Rational molecular hybridization of indole-vinyl-substituted 4,5-diphenyloxazolium derivatives enables dual membrane and intracellular targeting for broad-spectrum antibacterial activity

The escalating crisis of Antibiotic resistance poses a severe threat to global public health systems and food safety, which have substantially compromised the therapeutic efficacy of existing Antibacterial agents. In this study, a rational molecular hybridization strategy was employed to design and identify a novel amphiphilic small-molecule Antibacterial candidate, H14d. In vitro studies demonstrated that H14d exhibits potent broad-spectrum Antibacterial activity (MIC = 0.125-4 μg/mL), with MIC values of 0.25 μg/mL against Methicillin-resistant Staphylococcus aureus ATCC43300 (MRSA) and 2 μg/mL against Acinetobacter baumannii ATCC19606. In addition, H14d displayed rapid bactericidal kinetics, a low propensity for resistance development, favorable biosafety profiles, and an exceptional ability to significantly reduce mature Bacterial biofilms.
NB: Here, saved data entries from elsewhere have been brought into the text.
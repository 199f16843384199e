use std::fmt::Debug;

use leptos::prelude::*;
use leptos_router::components::{ProtectedRoute, ProtectedRouteProps};
use leptos_router::{MatchNestedRoutes, PossibleRouteMatch};
use shop_routes::{RouteTable, ShopRoute};

use crate::session::Session;

/// Whether the shop table puts the branch declared as `pattern` behind the
/// access guard. Patterns missing from the table are guarded.
pub fn requires_session(pattern: &str) -> bool {
    match RouteTable::shop().branch(pattern) {
        Some(branch) => branch.guarded(),
        None => {
            log::warn!("{pattern} is not declared in the route table, guarding it");
            true
        }
    }
}

/// Mounts a page at `path`, guarded or not as the table declares `pattern`.
/// Shoppers without a session are sent to the login page and a guarded page
/// never renders for them.
pub fn table_route<Path, ViewFn, View>(
    pattern: &str,
    path: Path,
    view: ViewFn,
    session: Session,
) -> impl MatchNestedRoutes + Clone
where
    Path: Send + Sync + 'static + Clone + Debug + PossibleRouteMatch,
    ViewFn: Fn() -> View + Send + Clone + 'static,
    View: IntoView + 'static,
{
    let guarded = requires_session(pattern);

    ProtectedRoute(
        ProtectedRouteProps::builder()
            .path(path)
            .view(view)
            .condition(move || Some(!guarded || session.is_signed_in()))
            .redirect_path(|| {
                let login = ShopRoute::Login.to_string();
                log::debug!("no session, redirecting to {login}");
                login
            })
            .fallback(GuardPending)
            .build(),
    )
}

#[component]
pub fn GuardPending() -> impl IntoView {
    view! { <p class="guard-pending">"Checking your session..."</p> }
}

#[cfg(test)]
mod tests {
    use super::*;

    #[test]
    fn test_guarded_set_comes_from_the_table() {
        for pattern in ["/cart", "/whishlist", "/lastpage", "/kitchen", "/kitchen/:id"] {
            assert!(requires_session(pattern), "{pattern}");
        }
        for pattern in ["/", "/login", "/signup", "/admin", "/admin/brand/:id"] {
            assert!(!requires_session(pattern), "{pattern}");
        }
    }

    #[test]
    fn test_undeclared_pattern_is_guarded() {
        assert!(requires_session("/profile"));
        assert!(requires_session("/admin/blog-category"));
    }
}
Mechanistic investigations revealed that H14d specifically binds to phosphatidylglycerol (PG), a key phospholipid component of Bacterial cell membranes, while concurrently inhibiting the essential cell division protein FtsZ, thereby exerting Antibacterial activity through a dual-target mode of action. Pharmacokinetic studies showed that H14d displayed stable elimination kinetics (t_1/2 = 10.6-10.9 h) and a large apparent volume of distribution in mice. In vivo efficacy evaluations further demonstrated that H14d outperformed the frontline clinical Antibiotic linezolid in a MRSA-infected Galleria mellonella model and multiple murine Infection models. Collectively, this study provides valuable insights for the treatment of drug-resistant infections and offers a rational framework for the design and development of next-generation new Antibacterial agents.

Antibiotic resistance; Bacterial membrane disruption; Dual-target antibacterial agents; FtsZ inhibition.